What a great and helpful article!! Thanks so much!! This makes a lot of sense. I always feel better after I've hit publish or make strides in my projects. You also helped me make a HUGE connection on an unrelated topic. Thank you! Your discussion of the limbic system in isolation helps me connect the dots to my experiences as child attending an ACE school, a Christian private and homeschooling system that is structured on the harmful isolation of children due to to independent, self-paced structure and the fact that the children are in individual cubicles for 7 hours every school day for all grades,1st-12th. Now, correct me if I'm wrong but this system narrows the dopamine pathways. When a child’s world is tightly controlled and isolated, like in an ACE school, the brain learns to assign dopamine to compliance, correct answers as defined by the system, adult approval, avoidance of punishment, internalizing the system’s worldview and withdraws from curiosity, questioning, independent reasoning, alternative viewpoints, and social diversity.
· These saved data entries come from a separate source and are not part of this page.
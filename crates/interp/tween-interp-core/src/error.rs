//! Construction-time validation errors.

use thiserror::Error;

#[derive(Debug, Clone, PartialEq, Error)]
pub enum InterpError {
    #[error("{name} must have at least 2 elements, got {len}")]
    TooFewStops { name: &'static str, len: usize },
    #[error("inputRange ({input}) and outputRange ({output}) must be the same length")]
    LengthMismatch { input: usize, output: usize },
    #[error("inputRange must be monotonically non-decreasing (index {index}: {prev} then {next})")]
    NonMonotonic { index: usize, prev: f64, next: f64 },
    #[error("{name} cannot be ]-infinity;+infinity[")]
    InfiniteRange { name: &'static str },
    #[error("invalid pattern {first:?} and {other:?}")]
    PatternMismatch { first: String, other: String },
    #[error("output range entry {value:?} is not a color")]
    NotAColor { value: String },
}
//! Handles for nodes, listeners and running animations.

use serde::{Deserialize, Serialize};
use slotmap::{new_key_type, Key};

new_key_type! {
    /// Stable handle of a node inside one [`NodeGraph`](crate::NodeGraph).
    pub struct NodeId;
}

impl NodeId {
    /// Numeric tag used in native configs. Unique per graph for the
    /// lifetime of the node.
    #[inline]
    pub fn tag(self) -> u64 {
        self.data().as_ffi()
    }
}

#[derive(Copy, Clone, Debug, Eq, PartialEq, Hash, Serialize, Deserialize)]
pub struct ListenerId(pub u32);

#[derive(Copy, Clone, Debug, Eq, PartialEq, Hash, Serialize, Deserialize)]
pub struct AnimationId(pub u32);

/// Monotonic allocator for listener and animation ids.
#[derive(Default, Debug)]
pub struct IdAllocator {
    next_listener: u32,
    next_animation: u32,
}

impl IdAllocator {
    pub fn new() -> Self {
        Self::default()
    }

    #[inline]
    pub fn alloc_listener(&mut self) -> ListenerId {
        let id = ListenerId(self.next_listener);
        self.next_listener = self.next_listener.wrapping_add(1);
        id
    }

    #[inline]
    pub fn alloc_animation(&mut self) -> AnimationId {
        let id = AnimationId(self.next_animation);
        self.next_animation = self.next_animation.wrapping_add(1);
        id
    }
}

#[cfg(test)]
mod tests {
    use super::*;
    use slotmap::SlotMap;

    #[test]
    fn alloc_monotonic() {
        let mut alloc = IdAllocator::new();
        assert_eq!(alloc.alloc_listener(), ListenerId(0));
        assert_eq!(alloc.alloc_listener(), ListenerId(1));
        assert_eq!(alloc.alloc_animation(), AnimationId(0));
        assert_eq!(alloc.alloc_animation(), AnimationId(1));
    }

    #[test]
    fn tags_distinguish_reused_slots() {
        let mut map: SlotMap<NodeId, ()> = SlotMap::with_key();
        let a = map.insert(());
        map.remove(a);
        let b = map.insert(());
        assert_ne!(a.tag(), b.tag());
        assert_eq!(NodeId::from(slotmap::KeyData::from_ffi(b.tag())), b);
    }
}
//! Number formatting shared by string interpolation and color output.

/// Format a number the way the renderer expects it inside strings:
/// integral values without a fractional part, `-0` printed as `0`.
pub fn format_number(v: f64) -> String {
    if v.is_nan() {
        return "NaN".to_string();
    }
    if v.is_infinite() {
        return if v > 0.0 { "Infinity" } else { "-Infinity" }.to_string();
    }
    if v == 0.0 {
        return "0".to_string();
    }
    format!("{v}")
}

#[cfg(test)]
mod tests {
    use super::*;

    #[test]
    fn format_matches_renderer_conventions() {
        assert_eq!(format_number(100.0), "100");
        assert_eq!(format_number(0.5), "0.5");
        assert_eq!(format_number(-0.0), "0");
        assert_eq!(format_number(-12.25), "-12.25");
        assert_eq!(format_number(f64::INFINITY), "Infinity");
    }
}
use serde::{Deserialize, Serialize};

/// What to do with inputs beyond one end of the input range.
#[derive(Clone, Copy, Debug, Default, PartialEq, Eq, Hash, Serialize, Deserialize)]
#[serde(rename_all = "lowercase")]
pub enum Extrapolation {
    /// Keep extrapolating the outermost segment linearly.
    #[default]
    Extend,
    /// Pin the input to the range edge.
    Clamp,
    /// Return the input unchanged.
    Identity,
}

/// Left and right policies, applied independently.
#[derive(Clone, Copy, Debug, Default, PartialEq, Eq, Serialize, Deserialize)]
#[serde(rename_all = "camelCase")]
pub struct ExtrapolateConfig {
    #[serde(default)]
    pub extrapolate_left: Extrapolation,
    #[serde(default)]
    pub extrapolate_right: Extrapolation,
}

impl ExtrapolateConfig {
    pub fn new(left: Extrapolation, right: Extrapolation) -> Self {
        ExtrapolateConfig {
            extrapolate_left: left,
            extrapolate_right: right,
        }
    }

    pub fn clamp() -> Self {
        Extrapolation::Clamp.into()
    }
}

/// Shorthand: one policy for both sides.
impl From<Extrapolation> for ExtrapolateConfig {
    fn from(both: Extrapolation) -> Self {
        ExtrapolateConfig::new(both, both)
    }
}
And with no alternative models and no safe channel for dissent, this system of 'educational' isolation in childhood is the perfect environment for indoctrination. Toss in some operant conditioning (aka religious authoritarian parenting) and you have a complete, self-reinforcing loop.

Vikky Leaney's avatar

In this piece, you argue that creating triggers internal dopamine and agency, whereas consuming mainly triggers external dopamine and passive reward, nudging us into endless loops of consumption instead of productive engagement. I found the distinction between internal versus external motivation really clarifying, and it made me rethink how much of my time on social feeds is actually reinforcing habits I don’t intend.